**TASK DETAILS**. Which lines of the entries below hold the word "Action"? Report each of them.

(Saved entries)
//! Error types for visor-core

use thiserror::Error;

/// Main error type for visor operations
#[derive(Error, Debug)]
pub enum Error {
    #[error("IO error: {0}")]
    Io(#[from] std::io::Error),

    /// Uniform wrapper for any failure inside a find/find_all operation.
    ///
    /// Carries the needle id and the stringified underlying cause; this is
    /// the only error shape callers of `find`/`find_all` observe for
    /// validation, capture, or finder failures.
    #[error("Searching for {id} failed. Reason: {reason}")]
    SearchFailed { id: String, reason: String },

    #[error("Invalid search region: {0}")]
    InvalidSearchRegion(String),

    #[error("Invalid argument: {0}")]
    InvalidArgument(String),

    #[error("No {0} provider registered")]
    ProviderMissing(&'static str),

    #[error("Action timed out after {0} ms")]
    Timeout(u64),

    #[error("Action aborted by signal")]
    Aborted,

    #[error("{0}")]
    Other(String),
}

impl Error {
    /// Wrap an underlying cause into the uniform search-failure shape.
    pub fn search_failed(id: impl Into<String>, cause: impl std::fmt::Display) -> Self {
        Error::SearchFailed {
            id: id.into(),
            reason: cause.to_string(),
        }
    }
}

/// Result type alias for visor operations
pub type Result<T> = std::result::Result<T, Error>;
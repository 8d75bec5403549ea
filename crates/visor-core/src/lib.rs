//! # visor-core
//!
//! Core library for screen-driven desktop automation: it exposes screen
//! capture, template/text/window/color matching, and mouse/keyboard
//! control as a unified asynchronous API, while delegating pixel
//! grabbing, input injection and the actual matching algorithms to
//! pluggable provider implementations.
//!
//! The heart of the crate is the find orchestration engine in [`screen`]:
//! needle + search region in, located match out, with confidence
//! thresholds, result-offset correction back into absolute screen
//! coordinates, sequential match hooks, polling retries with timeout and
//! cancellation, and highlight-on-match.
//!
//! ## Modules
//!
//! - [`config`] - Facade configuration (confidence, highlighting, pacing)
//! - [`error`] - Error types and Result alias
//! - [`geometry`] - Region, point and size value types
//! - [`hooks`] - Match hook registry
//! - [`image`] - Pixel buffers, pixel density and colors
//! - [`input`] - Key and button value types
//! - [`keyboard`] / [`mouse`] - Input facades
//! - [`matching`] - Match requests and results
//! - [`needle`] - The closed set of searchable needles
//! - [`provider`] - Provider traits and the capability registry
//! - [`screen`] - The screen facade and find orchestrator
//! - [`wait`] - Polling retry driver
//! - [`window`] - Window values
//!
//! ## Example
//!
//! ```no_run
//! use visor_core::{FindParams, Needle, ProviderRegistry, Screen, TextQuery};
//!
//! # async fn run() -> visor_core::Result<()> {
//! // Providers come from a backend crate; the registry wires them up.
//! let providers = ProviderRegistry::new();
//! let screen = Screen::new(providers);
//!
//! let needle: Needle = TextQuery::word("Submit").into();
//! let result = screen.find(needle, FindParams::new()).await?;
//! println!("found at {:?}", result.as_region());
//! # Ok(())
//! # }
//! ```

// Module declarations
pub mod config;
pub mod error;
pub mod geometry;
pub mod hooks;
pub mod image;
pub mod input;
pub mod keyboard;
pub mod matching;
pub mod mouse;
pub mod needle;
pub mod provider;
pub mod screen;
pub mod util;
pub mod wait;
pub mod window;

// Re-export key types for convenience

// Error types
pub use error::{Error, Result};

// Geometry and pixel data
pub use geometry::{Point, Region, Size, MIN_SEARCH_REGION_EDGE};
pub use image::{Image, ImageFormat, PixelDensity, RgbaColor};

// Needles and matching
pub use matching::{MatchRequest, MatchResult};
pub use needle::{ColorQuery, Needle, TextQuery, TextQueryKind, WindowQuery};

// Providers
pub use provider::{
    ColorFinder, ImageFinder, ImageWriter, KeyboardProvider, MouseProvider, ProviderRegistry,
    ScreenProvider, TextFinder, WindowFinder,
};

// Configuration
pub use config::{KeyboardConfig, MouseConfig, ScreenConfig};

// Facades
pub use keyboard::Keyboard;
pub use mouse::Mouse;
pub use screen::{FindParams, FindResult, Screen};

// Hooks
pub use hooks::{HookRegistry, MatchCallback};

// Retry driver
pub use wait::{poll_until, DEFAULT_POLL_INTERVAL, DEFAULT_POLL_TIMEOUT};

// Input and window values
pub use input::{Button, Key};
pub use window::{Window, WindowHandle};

--

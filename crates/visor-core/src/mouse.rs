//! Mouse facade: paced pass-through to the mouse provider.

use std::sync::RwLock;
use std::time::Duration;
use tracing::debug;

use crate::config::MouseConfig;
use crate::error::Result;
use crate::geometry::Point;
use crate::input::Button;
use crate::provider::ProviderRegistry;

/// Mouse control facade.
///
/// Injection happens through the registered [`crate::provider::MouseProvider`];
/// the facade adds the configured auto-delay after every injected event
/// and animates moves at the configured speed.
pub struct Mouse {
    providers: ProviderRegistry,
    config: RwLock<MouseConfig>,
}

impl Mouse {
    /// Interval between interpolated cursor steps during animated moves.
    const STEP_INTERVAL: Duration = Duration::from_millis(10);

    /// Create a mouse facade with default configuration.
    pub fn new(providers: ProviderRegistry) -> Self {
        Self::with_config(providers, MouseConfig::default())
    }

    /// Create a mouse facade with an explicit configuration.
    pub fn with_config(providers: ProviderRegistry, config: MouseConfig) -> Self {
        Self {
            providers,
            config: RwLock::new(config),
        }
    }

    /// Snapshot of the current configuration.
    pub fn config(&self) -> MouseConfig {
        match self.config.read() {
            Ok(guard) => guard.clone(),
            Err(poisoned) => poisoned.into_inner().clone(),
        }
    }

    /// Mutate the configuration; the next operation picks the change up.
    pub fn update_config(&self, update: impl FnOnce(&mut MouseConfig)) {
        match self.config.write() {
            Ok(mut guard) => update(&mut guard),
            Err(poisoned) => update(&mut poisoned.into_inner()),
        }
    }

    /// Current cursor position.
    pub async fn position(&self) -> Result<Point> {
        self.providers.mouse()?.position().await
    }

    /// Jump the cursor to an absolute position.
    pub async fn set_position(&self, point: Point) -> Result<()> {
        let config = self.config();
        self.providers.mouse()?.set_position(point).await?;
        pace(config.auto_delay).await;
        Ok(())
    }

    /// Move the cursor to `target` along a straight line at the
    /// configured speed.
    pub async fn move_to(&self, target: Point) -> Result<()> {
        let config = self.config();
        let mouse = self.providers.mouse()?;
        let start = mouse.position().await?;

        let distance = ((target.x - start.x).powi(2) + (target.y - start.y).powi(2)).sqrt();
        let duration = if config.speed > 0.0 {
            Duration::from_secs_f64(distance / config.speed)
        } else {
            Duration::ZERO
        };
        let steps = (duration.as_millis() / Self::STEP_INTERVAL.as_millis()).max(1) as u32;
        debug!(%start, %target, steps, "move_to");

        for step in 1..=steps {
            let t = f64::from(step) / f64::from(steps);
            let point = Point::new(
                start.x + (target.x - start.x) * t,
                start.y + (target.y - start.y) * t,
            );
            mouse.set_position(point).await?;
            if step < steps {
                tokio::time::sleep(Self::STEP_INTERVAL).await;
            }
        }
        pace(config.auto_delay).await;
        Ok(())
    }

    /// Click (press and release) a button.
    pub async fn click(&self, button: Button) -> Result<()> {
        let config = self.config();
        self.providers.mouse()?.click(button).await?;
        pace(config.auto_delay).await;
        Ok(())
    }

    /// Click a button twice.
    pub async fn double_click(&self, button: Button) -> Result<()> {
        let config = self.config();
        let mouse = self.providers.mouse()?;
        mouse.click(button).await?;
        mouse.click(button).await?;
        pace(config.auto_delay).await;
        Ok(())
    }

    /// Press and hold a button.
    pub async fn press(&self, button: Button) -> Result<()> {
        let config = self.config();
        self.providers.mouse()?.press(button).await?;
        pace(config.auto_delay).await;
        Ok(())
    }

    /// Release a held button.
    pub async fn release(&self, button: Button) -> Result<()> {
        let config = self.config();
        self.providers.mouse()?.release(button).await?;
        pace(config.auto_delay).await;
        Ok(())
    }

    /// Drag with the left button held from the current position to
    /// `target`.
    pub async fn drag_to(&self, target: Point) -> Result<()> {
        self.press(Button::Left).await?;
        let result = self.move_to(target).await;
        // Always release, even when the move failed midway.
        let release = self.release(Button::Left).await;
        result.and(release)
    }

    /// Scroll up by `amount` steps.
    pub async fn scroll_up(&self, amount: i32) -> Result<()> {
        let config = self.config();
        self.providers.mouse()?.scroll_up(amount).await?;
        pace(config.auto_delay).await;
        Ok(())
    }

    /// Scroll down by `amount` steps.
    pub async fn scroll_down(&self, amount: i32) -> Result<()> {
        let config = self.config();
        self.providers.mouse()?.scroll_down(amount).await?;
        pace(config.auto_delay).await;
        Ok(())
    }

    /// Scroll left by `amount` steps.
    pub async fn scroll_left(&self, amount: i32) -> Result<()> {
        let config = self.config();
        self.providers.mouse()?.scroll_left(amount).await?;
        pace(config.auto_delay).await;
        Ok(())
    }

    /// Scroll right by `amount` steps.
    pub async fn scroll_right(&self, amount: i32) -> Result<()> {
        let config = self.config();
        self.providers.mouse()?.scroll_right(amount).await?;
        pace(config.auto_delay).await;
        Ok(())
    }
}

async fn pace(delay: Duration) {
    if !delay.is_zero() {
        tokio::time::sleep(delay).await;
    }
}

---

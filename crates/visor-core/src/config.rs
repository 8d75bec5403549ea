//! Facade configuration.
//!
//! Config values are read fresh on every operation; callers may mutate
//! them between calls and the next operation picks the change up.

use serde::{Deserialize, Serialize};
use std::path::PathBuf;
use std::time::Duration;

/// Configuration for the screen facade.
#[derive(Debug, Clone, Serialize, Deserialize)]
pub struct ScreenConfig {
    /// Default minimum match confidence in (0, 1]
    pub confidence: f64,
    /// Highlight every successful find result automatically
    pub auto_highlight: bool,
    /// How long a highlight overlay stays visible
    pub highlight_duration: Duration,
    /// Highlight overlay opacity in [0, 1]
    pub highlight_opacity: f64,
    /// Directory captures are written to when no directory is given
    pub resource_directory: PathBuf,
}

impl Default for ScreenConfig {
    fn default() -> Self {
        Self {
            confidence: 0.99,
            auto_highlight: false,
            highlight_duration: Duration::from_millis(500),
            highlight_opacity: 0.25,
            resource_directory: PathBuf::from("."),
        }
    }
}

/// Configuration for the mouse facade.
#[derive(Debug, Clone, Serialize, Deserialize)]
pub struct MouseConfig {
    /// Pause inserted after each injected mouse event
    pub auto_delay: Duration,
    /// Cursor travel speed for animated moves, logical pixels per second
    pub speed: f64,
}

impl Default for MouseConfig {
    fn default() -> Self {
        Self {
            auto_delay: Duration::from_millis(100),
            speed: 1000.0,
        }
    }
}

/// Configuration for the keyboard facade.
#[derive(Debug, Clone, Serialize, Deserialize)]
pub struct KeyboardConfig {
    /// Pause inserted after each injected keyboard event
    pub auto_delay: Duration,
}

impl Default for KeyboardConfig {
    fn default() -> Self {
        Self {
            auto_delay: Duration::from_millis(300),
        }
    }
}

**WRITTEN ANSWER**.
    #[error("Action timed out after {0} ms")]
    #[error("Action aborted by signal")]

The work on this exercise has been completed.